**** SUPPLIED ENTRIES
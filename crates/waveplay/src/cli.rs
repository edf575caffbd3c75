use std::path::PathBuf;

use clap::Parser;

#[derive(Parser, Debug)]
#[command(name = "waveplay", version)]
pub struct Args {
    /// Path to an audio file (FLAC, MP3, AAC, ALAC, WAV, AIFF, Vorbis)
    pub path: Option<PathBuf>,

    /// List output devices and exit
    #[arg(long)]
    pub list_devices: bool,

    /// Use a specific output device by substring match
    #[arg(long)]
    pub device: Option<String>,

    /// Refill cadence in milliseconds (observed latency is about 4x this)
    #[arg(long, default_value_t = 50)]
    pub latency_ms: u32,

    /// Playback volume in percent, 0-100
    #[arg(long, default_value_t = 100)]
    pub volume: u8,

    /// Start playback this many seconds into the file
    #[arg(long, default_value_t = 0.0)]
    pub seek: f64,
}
********
**** SUPPLIED ENTRIES
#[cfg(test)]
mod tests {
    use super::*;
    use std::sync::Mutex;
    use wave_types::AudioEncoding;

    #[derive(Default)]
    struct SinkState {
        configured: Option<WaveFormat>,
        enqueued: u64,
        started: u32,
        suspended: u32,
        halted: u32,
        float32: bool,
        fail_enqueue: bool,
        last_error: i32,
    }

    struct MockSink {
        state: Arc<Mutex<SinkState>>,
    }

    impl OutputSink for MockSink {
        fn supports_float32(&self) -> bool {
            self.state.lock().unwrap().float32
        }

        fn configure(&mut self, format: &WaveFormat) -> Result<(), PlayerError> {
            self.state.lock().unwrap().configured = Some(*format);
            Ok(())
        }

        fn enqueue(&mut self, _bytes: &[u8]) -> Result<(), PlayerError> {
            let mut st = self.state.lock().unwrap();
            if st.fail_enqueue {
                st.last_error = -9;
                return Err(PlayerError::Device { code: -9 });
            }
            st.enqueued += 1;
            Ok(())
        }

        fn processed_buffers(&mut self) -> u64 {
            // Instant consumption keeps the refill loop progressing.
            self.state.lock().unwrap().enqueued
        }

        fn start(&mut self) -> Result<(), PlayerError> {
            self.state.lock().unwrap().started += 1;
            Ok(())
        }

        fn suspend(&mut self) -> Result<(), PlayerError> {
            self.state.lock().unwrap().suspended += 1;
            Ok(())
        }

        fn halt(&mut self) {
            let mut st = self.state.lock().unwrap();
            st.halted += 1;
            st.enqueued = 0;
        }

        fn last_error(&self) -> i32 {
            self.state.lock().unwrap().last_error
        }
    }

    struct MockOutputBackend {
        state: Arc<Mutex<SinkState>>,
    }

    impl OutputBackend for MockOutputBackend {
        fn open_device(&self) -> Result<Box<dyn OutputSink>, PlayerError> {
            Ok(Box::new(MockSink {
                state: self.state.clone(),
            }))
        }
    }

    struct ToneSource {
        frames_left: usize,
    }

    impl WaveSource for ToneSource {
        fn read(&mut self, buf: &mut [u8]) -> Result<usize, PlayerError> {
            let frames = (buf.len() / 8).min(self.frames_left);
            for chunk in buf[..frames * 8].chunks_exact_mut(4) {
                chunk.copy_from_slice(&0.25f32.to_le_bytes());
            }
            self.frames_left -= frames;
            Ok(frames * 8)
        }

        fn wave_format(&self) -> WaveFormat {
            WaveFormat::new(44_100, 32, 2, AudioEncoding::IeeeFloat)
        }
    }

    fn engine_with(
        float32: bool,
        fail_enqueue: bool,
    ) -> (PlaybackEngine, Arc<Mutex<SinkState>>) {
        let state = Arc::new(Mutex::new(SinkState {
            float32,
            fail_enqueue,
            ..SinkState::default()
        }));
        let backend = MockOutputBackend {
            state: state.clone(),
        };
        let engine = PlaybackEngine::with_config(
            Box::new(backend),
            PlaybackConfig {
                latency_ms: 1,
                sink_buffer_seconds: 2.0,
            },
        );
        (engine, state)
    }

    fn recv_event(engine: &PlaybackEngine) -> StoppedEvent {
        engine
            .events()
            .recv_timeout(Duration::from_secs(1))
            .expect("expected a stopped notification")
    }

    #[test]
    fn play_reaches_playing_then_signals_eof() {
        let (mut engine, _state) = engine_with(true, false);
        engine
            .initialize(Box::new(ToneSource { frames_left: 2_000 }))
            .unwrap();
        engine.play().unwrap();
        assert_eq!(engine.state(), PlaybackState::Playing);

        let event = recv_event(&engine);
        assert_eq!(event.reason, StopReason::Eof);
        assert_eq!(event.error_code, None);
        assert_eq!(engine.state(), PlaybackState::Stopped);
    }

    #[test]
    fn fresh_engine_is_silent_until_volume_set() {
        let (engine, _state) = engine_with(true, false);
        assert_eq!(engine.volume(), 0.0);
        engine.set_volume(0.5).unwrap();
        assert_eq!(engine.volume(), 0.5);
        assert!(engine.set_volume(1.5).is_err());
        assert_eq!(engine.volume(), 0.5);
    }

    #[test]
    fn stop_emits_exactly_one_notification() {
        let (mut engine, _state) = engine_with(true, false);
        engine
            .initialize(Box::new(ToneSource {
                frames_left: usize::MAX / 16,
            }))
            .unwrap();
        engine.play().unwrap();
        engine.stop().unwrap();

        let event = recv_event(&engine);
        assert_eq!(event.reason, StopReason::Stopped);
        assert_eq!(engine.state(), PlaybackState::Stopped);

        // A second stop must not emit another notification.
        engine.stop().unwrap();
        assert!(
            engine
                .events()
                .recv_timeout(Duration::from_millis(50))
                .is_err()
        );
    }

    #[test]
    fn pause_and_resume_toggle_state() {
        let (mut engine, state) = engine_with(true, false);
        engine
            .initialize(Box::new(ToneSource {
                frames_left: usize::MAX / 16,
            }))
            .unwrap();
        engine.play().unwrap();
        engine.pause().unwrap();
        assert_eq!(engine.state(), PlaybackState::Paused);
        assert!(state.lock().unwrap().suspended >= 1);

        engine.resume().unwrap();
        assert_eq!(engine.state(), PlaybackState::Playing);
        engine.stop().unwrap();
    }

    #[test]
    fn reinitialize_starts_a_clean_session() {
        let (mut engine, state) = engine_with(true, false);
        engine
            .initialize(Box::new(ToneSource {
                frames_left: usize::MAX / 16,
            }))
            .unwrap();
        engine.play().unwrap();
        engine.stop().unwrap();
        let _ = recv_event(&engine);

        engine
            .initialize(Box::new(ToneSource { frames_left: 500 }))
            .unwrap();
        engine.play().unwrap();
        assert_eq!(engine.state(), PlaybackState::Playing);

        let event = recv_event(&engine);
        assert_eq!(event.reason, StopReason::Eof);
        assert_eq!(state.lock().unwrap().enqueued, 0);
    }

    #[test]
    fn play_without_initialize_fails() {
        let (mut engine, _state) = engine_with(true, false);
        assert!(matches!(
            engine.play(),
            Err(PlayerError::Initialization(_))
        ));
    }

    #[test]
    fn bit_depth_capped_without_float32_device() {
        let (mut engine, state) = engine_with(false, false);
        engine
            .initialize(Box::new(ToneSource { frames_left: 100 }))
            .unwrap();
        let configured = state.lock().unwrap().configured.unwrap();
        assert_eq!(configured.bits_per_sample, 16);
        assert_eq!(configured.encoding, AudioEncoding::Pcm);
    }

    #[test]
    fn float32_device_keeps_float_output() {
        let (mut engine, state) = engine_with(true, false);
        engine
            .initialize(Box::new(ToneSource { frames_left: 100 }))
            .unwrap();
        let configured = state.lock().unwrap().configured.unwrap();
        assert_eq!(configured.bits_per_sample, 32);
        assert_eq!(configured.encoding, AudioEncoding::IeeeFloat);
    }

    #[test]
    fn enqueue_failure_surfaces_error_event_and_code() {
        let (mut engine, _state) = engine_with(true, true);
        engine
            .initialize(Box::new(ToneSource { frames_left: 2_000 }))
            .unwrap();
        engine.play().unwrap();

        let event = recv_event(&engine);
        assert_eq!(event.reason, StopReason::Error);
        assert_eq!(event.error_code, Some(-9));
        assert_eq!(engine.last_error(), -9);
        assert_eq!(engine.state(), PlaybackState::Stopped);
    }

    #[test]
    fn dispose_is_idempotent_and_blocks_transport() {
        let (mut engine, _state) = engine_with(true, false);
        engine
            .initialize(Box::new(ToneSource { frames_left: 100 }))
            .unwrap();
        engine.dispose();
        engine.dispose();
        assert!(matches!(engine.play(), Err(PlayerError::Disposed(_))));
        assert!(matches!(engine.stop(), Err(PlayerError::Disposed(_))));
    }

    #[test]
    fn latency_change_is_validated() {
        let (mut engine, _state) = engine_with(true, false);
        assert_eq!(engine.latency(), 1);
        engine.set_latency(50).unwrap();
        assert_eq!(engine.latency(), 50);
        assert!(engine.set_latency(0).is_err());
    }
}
********
Return word for word the lines above from the line with "filename crates/waveplay/src/cli.rs" to the line with "devices and exit", including both and leaving out all others.

* [EXERCISE ANSWER]:
filename crates/waveplay/src/cli.rs
repository edf575caffbd3c75
use std::path::PathBuf;

use clap::Parser;

#[derive(Parser, Debug)]
#[command(name = "waveplay", version)]
pub struct Args {
    /// Path to an audio file (FLAC, MP3, AAC, ALAC, WAV, AIFF, Vorbis)
    pub path: Option<PathBuf>,

    /// List output devices and exit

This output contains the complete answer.